All around Washington, members of the president's party are trying to resist the urge to go for the chicken switch. The president's poll numbers are falling rapidly and have reached records lows now that people are coming to understand what Obamacare means for them and their health insurance. Most of them liked the idea when they thought it would lead to free health care paid for by someone else. Now that they are beginning to understand the reality, they like it less and less and the politicians up for re-election in 2014 are begging for relief.
It's amazing how things have changed since the government shutdown of just a few weeks ago, an event that had most prognosticators forecasting the end of the modern Republican Party. Instead, Democrats up for re-election next year are making the trek up Pennsylvania Avenue to the White House to plead for a one-year delay in the imposition of the individual mandate, lest the current course of events lead to a GOP-controlled Senate for the last two years of Obama's presidency. They are soon to learn what the Republicans learned during the shutdown: When it comes to his signature political achievement, the president will not move.
Now is the time for the GOP and the opponents of Obamacare to strike. While they can always point to the He-Clinton's comments, the truth is that the health care plans millions of Americans have already lost are gone. They cannot be recreated. They have been erased from the books and there is no going back except at great cost to the industry and to the insured. What the people who want to repeal Obamacare need to do is go back to the beginning – and that means going up now with ads against Democrats in the U.S. Senate in particular who voted for it in the first place.
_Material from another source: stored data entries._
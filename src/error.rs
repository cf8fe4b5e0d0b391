pub type Result<T> = std::result::Result<T, Error>;

/// Every failure the archive core can report.
#[derive(Debug, thiserror::Error)]
pub enum Error {
    /// Missing or malformed structures, bad signatures, offsets that point
    /// outside the file, or a requested entry that does not exist.
    #[error("Invalid archive: {0}")]
    InvalidArchive(String),

    #[error("Cannot extract directory entry `{0}`")]
    CannotExtractDirectory(String),

    #[error("Unsupported compression method: {0}")]
    UnsupportedCompression(u16),

    #[error("Extraction failed: {0}")]
    ExtractionFailed(String),

    /// The host filesystem failed, not the archive.
    #[error("Cannot {context}")]
    Io {
        context: String,
        #[source]
        source: std::io::Error,
    },
}

impl Error {
    pub(crate) fn invalid(reason: impl Into<String>) -> Self {
        Error::InvalidArchive(reason.into())
    }

    pub(crate) fn io(context: impl Into<String>, source: std::io::Error) -> Self {
        Error::Io {
            context: context.into(),
            source,
        }
    }
}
Using Louisiana's Mary Landrieu as an example – the Pelican's State's senior senator now being one of those Democrats seeking a delay in the individual mandate – an ad that went something like this would be most effective:
Mary Landrieu says she doesn't like the way Obamacare is rolling out any more than you do. She's introduced legislation to delay the imposition of the individual mandate by one year. Except that won't fix the problem – it will just kick the can down the road until after she next comes before you, the voters. What you need to remember is that if it wasn't for Mary Landrieu having voted for it, Obamacare never would have become law in the first place. Now she's trying to undo what she's done by tinkering with it on the margins. That won't work. If you don't like Obamacare … If you want to get back the health insurance and the doctor you had before it took effect … You need to replace your United States Senator. Period.
An ad like that, featuring a picture of Landrieu or Alaska's Mark Begich or Arkansas' Mark Pryor or even Al Franken in Minnesota would have a real impact. It would move voters by reminding them just who is responsible for the mess that everyone is now trying to dig their way out of. It's hardball, but that's the only way to do it.